(DATA SHOWN Opens)

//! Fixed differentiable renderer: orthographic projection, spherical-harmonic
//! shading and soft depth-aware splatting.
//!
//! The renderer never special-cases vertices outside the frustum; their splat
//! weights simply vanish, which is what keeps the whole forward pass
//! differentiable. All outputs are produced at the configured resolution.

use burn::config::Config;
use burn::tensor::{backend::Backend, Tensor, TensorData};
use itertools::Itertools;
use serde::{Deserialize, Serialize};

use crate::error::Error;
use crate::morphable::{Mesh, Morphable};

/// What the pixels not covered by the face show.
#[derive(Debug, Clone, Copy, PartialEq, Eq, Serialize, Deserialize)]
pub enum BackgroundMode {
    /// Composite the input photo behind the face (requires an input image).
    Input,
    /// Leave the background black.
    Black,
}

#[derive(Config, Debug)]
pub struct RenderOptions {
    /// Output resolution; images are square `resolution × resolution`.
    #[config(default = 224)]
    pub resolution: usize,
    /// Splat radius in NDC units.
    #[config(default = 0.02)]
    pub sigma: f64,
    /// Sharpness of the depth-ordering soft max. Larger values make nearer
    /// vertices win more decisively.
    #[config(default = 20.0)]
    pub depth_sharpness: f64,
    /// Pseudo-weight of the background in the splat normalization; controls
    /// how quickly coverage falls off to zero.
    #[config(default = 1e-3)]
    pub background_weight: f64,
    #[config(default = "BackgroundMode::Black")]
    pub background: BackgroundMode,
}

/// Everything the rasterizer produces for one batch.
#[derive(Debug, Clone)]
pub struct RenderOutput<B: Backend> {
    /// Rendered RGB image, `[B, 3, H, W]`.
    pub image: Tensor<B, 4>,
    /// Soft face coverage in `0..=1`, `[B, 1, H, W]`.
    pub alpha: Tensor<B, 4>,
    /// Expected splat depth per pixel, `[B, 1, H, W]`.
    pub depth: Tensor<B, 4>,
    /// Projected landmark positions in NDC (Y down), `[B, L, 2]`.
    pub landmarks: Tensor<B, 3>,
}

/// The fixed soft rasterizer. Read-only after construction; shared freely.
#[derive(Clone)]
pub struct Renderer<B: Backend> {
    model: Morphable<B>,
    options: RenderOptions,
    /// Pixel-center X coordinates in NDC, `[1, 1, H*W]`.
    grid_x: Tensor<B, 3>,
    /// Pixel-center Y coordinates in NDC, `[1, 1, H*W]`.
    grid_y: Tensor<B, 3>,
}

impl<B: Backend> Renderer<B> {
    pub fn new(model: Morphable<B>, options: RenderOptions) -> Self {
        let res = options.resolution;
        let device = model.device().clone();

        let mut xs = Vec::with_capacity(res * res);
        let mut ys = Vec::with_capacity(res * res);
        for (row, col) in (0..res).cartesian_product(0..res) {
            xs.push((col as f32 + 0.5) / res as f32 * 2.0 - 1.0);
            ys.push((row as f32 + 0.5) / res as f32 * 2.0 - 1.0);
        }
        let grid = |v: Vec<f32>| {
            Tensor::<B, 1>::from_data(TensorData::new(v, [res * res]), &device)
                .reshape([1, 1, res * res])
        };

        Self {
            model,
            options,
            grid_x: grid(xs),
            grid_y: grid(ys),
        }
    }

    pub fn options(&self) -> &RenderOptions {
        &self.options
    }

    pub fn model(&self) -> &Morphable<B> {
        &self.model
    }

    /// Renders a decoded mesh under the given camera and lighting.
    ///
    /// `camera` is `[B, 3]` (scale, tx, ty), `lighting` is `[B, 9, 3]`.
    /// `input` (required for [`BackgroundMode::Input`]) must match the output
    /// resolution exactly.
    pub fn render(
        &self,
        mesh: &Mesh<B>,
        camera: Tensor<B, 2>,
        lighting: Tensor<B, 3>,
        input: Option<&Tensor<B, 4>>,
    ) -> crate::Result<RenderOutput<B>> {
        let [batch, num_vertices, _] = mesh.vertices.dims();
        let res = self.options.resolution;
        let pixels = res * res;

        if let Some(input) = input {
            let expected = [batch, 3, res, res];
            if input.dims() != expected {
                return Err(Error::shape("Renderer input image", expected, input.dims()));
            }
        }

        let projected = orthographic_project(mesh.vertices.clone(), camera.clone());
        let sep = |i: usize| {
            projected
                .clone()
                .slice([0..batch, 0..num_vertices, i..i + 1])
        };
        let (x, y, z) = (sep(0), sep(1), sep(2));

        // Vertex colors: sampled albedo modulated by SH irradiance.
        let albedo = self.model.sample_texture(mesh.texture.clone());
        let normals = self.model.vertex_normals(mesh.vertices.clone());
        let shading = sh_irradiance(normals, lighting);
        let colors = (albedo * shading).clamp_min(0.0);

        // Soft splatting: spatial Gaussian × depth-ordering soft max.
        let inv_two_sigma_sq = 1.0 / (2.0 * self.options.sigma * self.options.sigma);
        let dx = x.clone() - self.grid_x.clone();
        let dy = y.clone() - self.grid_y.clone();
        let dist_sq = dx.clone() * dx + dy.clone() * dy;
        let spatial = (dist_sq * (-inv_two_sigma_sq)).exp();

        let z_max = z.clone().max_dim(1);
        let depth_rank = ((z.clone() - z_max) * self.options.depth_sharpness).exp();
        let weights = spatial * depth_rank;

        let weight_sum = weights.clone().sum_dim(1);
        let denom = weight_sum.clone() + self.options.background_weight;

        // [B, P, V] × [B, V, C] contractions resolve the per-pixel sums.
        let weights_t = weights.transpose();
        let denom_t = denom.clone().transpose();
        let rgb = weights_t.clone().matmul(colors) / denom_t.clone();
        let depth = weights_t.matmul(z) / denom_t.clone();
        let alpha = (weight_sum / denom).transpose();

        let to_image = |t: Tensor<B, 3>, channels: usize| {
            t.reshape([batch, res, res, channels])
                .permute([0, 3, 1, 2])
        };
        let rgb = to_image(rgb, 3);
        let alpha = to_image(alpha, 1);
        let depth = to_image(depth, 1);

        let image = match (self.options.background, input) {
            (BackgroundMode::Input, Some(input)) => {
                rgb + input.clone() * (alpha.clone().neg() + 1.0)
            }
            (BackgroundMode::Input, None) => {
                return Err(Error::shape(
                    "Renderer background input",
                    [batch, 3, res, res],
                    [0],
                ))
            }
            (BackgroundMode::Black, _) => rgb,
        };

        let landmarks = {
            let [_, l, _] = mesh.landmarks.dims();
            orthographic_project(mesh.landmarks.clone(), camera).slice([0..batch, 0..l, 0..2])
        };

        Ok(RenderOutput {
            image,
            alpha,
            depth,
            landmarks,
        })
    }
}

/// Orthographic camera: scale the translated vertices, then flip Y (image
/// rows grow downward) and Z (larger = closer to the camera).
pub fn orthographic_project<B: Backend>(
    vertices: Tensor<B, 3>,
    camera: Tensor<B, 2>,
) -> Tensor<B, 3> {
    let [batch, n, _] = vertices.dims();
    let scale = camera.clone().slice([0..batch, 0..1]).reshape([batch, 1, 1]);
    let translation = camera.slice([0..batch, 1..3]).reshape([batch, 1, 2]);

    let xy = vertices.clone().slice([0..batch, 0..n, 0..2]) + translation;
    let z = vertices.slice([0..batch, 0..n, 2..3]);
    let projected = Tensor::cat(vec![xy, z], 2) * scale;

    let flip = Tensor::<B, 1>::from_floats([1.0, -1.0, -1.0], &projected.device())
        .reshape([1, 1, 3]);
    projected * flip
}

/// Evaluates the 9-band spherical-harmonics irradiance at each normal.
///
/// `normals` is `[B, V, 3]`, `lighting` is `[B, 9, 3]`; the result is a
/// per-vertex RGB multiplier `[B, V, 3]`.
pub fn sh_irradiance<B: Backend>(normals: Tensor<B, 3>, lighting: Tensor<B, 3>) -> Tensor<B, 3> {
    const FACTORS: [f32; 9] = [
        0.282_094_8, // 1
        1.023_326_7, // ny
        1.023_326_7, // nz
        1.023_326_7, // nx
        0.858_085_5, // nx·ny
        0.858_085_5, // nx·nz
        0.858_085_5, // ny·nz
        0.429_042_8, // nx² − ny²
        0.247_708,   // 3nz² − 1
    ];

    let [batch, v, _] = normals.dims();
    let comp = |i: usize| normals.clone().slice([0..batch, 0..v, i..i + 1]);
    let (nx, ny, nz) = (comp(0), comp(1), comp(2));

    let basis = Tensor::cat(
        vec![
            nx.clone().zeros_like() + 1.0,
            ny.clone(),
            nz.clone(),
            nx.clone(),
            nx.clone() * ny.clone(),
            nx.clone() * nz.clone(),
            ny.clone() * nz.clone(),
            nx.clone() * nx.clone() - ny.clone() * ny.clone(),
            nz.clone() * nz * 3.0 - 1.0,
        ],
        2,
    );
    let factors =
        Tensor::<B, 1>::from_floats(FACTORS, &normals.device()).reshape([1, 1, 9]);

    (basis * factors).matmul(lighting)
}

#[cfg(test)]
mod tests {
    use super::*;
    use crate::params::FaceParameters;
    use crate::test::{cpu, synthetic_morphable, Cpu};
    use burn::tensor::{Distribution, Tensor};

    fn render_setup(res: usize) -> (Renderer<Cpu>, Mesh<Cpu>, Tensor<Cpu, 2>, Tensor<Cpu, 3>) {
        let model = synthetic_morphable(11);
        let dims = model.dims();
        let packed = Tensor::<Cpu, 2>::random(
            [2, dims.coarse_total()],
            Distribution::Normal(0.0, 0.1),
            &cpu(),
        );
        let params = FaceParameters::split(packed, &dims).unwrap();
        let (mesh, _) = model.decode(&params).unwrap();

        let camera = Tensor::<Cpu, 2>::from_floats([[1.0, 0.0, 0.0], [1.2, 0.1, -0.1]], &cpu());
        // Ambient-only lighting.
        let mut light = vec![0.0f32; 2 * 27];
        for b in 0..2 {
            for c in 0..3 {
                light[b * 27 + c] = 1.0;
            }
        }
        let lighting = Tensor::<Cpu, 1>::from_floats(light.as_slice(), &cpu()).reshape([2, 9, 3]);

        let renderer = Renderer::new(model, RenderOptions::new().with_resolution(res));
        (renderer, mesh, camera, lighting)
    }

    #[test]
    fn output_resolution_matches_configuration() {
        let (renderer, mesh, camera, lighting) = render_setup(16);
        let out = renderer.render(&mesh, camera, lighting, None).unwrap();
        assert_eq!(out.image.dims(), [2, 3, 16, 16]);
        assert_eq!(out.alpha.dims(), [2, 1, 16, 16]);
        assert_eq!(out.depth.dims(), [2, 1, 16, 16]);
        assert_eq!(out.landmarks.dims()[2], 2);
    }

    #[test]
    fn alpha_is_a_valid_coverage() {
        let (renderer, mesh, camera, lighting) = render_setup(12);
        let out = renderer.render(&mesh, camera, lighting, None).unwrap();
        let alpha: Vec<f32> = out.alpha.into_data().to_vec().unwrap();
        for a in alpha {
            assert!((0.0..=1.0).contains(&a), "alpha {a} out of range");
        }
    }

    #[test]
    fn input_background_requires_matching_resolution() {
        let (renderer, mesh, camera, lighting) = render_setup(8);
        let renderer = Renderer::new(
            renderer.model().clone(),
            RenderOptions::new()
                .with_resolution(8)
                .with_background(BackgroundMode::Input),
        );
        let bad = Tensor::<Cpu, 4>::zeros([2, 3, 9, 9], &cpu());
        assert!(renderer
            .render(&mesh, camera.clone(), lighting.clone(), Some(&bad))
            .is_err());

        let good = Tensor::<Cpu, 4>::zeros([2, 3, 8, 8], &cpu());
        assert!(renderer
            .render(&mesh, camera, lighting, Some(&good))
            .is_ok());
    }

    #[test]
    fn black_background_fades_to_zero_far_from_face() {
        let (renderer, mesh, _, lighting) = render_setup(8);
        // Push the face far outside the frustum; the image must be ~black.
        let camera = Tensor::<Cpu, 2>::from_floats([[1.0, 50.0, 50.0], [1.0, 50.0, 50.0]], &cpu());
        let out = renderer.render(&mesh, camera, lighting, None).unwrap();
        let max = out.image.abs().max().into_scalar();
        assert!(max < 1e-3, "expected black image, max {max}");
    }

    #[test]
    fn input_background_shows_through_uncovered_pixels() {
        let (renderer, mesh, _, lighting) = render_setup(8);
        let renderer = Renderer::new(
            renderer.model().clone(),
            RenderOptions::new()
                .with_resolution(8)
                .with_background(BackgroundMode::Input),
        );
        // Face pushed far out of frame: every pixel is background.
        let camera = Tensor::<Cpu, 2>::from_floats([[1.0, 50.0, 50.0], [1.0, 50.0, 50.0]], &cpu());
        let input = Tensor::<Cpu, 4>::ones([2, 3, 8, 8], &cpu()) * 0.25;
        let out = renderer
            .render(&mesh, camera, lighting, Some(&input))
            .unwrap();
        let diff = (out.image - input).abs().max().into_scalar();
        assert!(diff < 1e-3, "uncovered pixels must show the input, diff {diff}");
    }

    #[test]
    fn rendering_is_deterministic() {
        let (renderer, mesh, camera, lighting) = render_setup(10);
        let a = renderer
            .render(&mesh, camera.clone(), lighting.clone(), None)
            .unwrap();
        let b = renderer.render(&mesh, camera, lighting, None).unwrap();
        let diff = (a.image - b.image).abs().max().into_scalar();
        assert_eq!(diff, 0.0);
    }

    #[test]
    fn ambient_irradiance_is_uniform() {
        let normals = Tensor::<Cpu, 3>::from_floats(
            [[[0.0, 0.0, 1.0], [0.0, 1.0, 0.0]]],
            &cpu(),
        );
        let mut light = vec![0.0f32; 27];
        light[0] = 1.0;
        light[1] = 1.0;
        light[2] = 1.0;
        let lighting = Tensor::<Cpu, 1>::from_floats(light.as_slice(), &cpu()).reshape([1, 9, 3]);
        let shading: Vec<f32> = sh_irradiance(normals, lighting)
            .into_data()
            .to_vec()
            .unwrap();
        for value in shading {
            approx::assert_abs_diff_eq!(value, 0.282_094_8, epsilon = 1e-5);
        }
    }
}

(DATA SHOWN Closes)

Line count for "RenderOptions": give the number of lines in the data above that include it, and nothing else.

### ANSWER AREA
7